Stored data

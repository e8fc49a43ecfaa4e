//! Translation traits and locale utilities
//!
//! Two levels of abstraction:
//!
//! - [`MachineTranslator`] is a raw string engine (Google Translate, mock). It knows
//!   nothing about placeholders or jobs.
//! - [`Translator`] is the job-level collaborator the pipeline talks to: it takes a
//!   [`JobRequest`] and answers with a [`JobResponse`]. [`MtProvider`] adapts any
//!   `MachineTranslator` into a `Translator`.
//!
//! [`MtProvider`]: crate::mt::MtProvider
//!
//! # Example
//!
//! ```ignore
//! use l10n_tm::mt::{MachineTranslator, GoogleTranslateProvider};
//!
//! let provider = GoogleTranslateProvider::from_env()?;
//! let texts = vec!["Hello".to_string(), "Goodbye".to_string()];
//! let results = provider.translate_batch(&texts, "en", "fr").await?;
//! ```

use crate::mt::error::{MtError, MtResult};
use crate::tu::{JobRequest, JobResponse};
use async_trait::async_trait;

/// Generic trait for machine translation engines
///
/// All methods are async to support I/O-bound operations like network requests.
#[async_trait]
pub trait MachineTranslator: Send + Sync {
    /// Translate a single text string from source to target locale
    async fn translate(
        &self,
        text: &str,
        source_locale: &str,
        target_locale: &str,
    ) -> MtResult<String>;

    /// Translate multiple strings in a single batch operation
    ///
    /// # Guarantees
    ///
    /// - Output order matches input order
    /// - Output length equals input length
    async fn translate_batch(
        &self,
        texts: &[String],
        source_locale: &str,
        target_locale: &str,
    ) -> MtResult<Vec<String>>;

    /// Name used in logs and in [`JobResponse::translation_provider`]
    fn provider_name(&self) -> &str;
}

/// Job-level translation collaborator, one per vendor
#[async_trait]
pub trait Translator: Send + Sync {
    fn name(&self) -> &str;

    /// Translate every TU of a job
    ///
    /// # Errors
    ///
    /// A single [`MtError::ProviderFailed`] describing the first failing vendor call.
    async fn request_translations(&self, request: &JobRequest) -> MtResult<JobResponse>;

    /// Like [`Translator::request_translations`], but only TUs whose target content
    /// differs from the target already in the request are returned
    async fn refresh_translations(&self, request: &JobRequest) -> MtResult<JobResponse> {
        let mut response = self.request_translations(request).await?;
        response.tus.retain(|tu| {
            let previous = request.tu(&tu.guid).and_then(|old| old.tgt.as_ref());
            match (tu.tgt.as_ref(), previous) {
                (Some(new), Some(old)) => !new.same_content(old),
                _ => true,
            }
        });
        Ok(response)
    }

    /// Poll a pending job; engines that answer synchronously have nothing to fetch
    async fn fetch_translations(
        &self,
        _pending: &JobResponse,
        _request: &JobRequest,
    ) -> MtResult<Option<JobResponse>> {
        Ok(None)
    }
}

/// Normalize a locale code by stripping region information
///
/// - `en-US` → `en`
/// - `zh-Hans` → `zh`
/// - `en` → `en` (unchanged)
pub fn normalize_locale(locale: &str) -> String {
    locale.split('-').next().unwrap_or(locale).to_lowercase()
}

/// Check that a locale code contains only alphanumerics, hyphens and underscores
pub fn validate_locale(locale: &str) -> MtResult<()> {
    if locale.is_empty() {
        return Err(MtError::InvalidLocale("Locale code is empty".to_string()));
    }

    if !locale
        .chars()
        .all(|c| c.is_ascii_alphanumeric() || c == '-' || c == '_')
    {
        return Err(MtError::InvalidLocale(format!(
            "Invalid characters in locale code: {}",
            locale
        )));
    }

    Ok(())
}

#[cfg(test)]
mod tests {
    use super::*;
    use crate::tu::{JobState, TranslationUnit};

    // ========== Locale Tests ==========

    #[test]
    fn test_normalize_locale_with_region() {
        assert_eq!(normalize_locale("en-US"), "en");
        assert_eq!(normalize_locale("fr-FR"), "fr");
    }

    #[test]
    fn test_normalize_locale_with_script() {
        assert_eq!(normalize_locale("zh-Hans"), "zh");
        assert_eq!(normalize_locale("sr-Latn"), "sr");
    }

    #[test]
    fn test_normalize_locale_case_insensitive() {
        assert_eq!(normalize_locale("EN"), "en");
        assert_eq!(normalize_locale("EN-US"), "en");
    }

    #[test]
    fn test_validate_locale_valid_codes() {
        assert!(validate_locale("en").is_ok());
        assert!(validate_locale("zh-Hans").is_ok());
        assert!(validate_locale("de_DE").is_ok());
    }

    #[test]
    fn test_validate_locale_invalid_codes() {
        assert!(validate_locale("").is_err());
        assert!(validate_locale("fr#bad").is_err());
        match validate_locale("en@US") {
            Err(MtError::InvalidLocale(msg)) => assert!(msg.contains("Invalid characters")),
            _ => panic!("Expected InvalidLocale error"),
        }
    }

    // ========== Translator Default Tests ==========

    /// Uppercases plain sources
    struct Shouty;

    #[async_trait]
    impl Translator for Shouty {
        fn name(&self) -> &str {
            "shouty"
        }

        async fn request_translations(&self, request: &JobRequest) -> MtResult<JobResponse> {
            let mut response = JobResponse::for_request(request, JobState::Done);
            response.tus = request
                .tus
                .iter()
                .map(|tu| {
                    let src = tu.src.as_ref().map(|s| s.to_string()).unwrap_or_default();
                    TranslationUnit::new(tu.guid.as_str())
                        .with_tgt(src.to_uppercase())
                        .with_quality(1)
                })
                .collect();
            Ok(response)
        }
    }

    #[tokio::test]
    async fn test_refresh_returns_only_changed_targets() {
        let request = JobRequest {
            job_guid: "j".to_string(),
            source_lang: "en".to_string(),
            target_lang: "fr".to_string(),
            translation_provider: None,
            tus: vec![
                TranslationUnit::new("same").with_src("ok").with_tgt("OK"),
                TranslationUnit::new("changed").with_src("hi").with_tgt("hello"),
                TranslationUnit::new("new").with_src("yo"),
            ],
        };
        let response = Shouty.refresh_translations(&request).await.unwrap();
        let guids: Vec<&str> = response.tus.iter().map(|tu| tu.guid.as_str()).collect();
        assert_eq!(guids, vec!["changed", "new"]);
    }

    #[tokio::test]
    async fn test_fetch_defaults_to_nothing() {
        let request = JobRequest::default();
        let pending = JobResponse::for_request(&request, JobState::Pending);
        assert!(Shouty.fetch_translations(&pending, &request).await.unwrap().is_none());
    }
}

--

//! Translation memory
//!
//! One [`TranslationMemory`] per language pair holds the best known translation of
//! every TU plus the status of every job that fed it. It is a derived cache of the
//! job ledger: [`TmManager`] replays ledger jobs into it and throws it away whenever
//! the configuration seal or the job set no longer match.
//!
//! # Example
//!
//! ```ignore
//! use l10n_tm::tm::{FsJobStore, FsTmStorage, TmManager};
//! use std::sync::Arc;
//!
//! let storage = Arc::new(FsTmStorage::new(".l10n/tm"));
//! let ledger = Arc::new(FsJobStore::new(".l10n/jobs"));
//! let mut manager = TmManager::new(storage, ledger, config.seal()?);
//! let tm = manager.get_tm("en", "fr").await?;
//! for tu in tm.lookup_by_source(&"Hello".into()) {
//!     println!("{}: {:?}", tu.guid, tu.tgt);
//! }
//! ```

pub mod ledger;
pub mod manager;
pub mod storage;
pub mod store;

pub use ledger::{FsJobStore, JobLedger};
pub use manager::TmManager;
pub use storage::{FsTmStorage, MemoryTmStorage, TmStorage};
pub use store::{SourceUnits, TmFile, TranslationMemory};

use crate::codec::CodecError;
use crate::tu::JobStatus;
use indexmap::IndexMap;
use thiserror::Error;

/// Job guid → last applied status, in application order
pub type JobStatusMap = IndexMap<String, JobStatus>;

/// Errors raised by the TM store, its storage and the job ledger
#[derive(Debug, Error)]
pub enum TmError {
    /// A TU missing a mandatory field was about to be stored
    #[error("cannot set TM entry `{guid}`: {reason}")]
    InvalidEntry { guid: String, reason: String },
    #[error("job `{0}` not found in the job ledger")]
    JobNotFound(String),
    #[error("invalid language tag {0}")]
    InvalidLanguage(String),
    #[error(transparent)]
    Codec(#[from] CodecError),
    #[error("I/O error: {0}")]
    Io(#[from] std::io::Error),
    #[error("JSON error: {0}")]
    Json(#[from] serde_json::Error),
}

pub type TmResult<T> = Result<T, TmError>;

→ **THE PROBLEM**
Tally the lines in these entries that have the string "MtError" in them, then answer with the count and nothing else.

→ **RESULT OF THIS TASK**
5